We have been working with the White House on their admirable project to provide public access to eight years of White House social media data for research and creative reuse. Read more on their efforts at this blog post. Copies of this data will be publicly accessible at archive.org. We have also been furiously archiving the federal government web as part of our collaborative End of Term Web Archive and have also collected a voluminous amount of media and web data as part of the 2016 election cycle. Data from these projects — and others — will be made publicly accessible for folks to analyze, study, and do fun, interesting things with.

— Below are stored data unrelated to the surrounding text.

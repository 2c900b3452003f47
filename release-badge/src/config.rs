use anyhow::Result;
use serde::{Deserialize, Serialize};
use std::path::{Path, PathBuf};

use crate::asset::AssetMatcher;
use crate::cache::{repo_cache_key, DEFAULT_TTL_SECS};
use crate::github::DEFAULT_PER_PAGE;
use crate::presentation::LinkTargets;

#[derive(Debug, Deserialize, Serialize, Default)]
pub struct Config {
    #[serde(default)]
    pub repository: RepositoryConfig,

    #[serde(default)]
    pub product: ProductConfig,

    #[serde(default)]
    pub cache: CacheConfig,

    #[serde(default)]
    pub links: LinksConfig,

    #[serde(default)]
    pub api: ApiConfig,
}

#[derive(Debug, Deserialize, Serialize, Default)]
pub struct RepositoryConfig {
    pub owner: Option<String>,
    pub repo: Option<String>,
}

#[derive(Debug, Deserialize, Serialize)]
pub struct ProductConfig {
    #[serde(default = "default_product")]
    pub name: String,

    #[serde(default = "default_installer_keywords")]
    pub installer_keywords: Vec<String>,

    #[serde(default = "default_extension")]
    pub extension: String,
}

impl Default for ProductConfig {
    fn default() -> Self {
        Self {
            name: default_product(),
            installer_keywords: default_installer_keywords(),
            extension: default_extension(),
        }
    }
}

#[derive(Debug, Deserialize, Serialize)]
pub struct CacheConfig {
    #[serde(default = "default_ttl_secs")]
    pub ttl_secs: u64,

    /// Explicit cache key; derived from the repository when unset
    pub key: Option<String>,

    pub dir: Option<PathBuf>,
}

impl Default for CacheConfig {
    fn default() -> Self {
        Self {
            ttl_secs: default_ttl_secs(),
            key: None,
            dir: None,
        }
    }
}

#[derive(Debug, Deserialize, Serialize, Default)]
pub struct LinksConfig {
    pub fallback_download: Option<String>,
    pub releases_page: Option<String>,
}

#[derive(Debug, Deserialize, Serialize)]
pub struct ApiConfig {
    #[serde(default = "default_per_page")]
    pub per_page: u8,

    pub base_url: Option<String>,
}

impl Default for ApiConfig {
    fn default() -> Self {
        Self {
            per_page: default_per_page(),
            base_url: None,
        }
    }
}

fn default_product() -> String {
    AssetMatcher::default().product
}

fn default_installer_keywords() -> Vec<String> {
    AssetMatcher::default().role_keywords
}

fn default_extension() -> String {
    AssetMatcher::default().extension
}

fn default_ttl_secs() -> u64 {
    DEFAULT_TTL_SECS
}

fn default_per_page() -> u8 {
    DEFAULT_PER_PAGE
}

impl Config {
    /// Load configuration from file
    pub fn load(path: &Path) -> Result<Self> {
        if !path.exists() {
            return Ok(Config::default());
        }

        let content = std::fs::read_to_string(path)?;
        let config: Config = toml::from_str(&content).map_err(|e| {
            crate::error::ReleaseBadgeError::Config {
                path: path.display().to_string(),
                message: e.to_string(),
            }
        })?;
        Ok(config)
    }

    /// Get the default configuration file path
    pub fn default_path() -> PathBuf {
        directories::BaseDirs::new()
            .map(|dirs| dirs.config_dir().join("release-badge.toml"))
            .unwrap_or_else(|| PathBuf::from("~/.config/release-badge.toml"))
    }

    /// Merge configuration with command line arguments
    pub fn merge_with_args(&mut self, args: &crate::cli::Args) -> Result<()> {
        if let Some((owner, repo)) = args.parse_repo()? {
            self.repository.owner = Some(owner);
            self.repository.repo = Some(repo);
        }

        if let Some(product) = &args.product {
            self.product.name = product.clone();
        }

        if let Some(ttl) = args.ttl {
            self.cache.ttl_secs = ttl;
        }

        if args.cache_dir.is_some() {
            self.cache.dir = args.cache_dir.clone();
        }

        if let Some(per_page) = args.per_page {
            self.api.per_page = per_page;
        }

        Ok(())
    }

    /// Repository identity as (owner, repo)
    pub fn repository(&self) -> crate::error::Result<(&str, &str)> {
        match (&self.repository.owner, &self.repository.repo) {
            (Some(owner), Some(repo)) if !owner.is_empty() && !repo.is_empty() => {
                Ok((owner.as_str(), repo.as_str()))
            }
            _ => Err(crate::error::ReleaseBadgeError::MissingRepo),
        }
    }

    pub fn asset_matcher(&self) -> AssetMatcher {
        AssetMatcher {
            product: self.product.name.clone(),
            role_keywords: self.product.installer_keywords.clone(),
            extension: self.product.extension.clone(),
        }
    }

    pub fn link_targets(&self, owner: &str, repo: &str) -> LinkTargets {
        let mut links = LinkTargets::for_repo(owner, repo);
        if let Some(page) = &self.links.releases_page {
            links.releases_page = page.clone();
        }
        links.fallback_download = self.links.fallback_download.clone();
        links
    }

    /// Key of the cache slot for a repository
    pub fn cache_key(&self, owner: &str, repo: &str) -> String {
        match &self.cache.key {
            Some(key) if !key.is_empty() => key.clone(),
            _ => repo_cache_key(owner, repo),
        }
    }

    pub fn cache_ttl(&self) -> std::time::Duration {
        std::time::Duration::from_secs(self.cache.ttl_secs)
    }
}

At Saturday’s hackathon, we will give an overview of the datasets available, have short talks from affiliated projects and services, and point to tools and methods for analyzing the hackathon’s data. We plan for a loose, informal event. Some datasets that will be available for the event and publicly accessible online:

  • Obama Administration White House social media from 2009-current, including Twitter, Tumblr, Vine, Facebook, and (possibly) YouTube
  • Comprehensive web archive data of current White House websites: whitehouse.gov, petitions.whitehouse.gov, letsmove.gov and other .gov websites
  • The End of Term Web Archives, a large-scale collaborative effort to preserve the federal government web ( .gov/.mil) at presidential transitions, including web data from 2008, 2012, and our current 2016 project
  • Special sub-collections of government data, such as every powerpoint in the Internet Archive’s web archive from the .mil web domain
  • Extensive archives of of social media data related to the 2016 election including data from candidates, pundits, and media
  • Full text transcripts of Trump candidate speeches
  • Python notebooks, cluster computing tools, and pointers to methods for playing with data at scale.

Much of this data was collected in partnership with other libraries and with the support of external funders. We thank, foremost, the current White House Office of Digital Strategy staff for their advocacy for open access and working with us and others to make their social media open to the public. We also thank our End of Term Web Archive partners and related community efforts helping preserve the .gov web, as well as the funders that have supported many of the collecting and engineering efforts that makes all this data publicly accessible, including the Institute of Museum and Library Services, Altiscalethe Knight Foundation, the Democracy Fund, the Kahle-Austin Foundation, and others.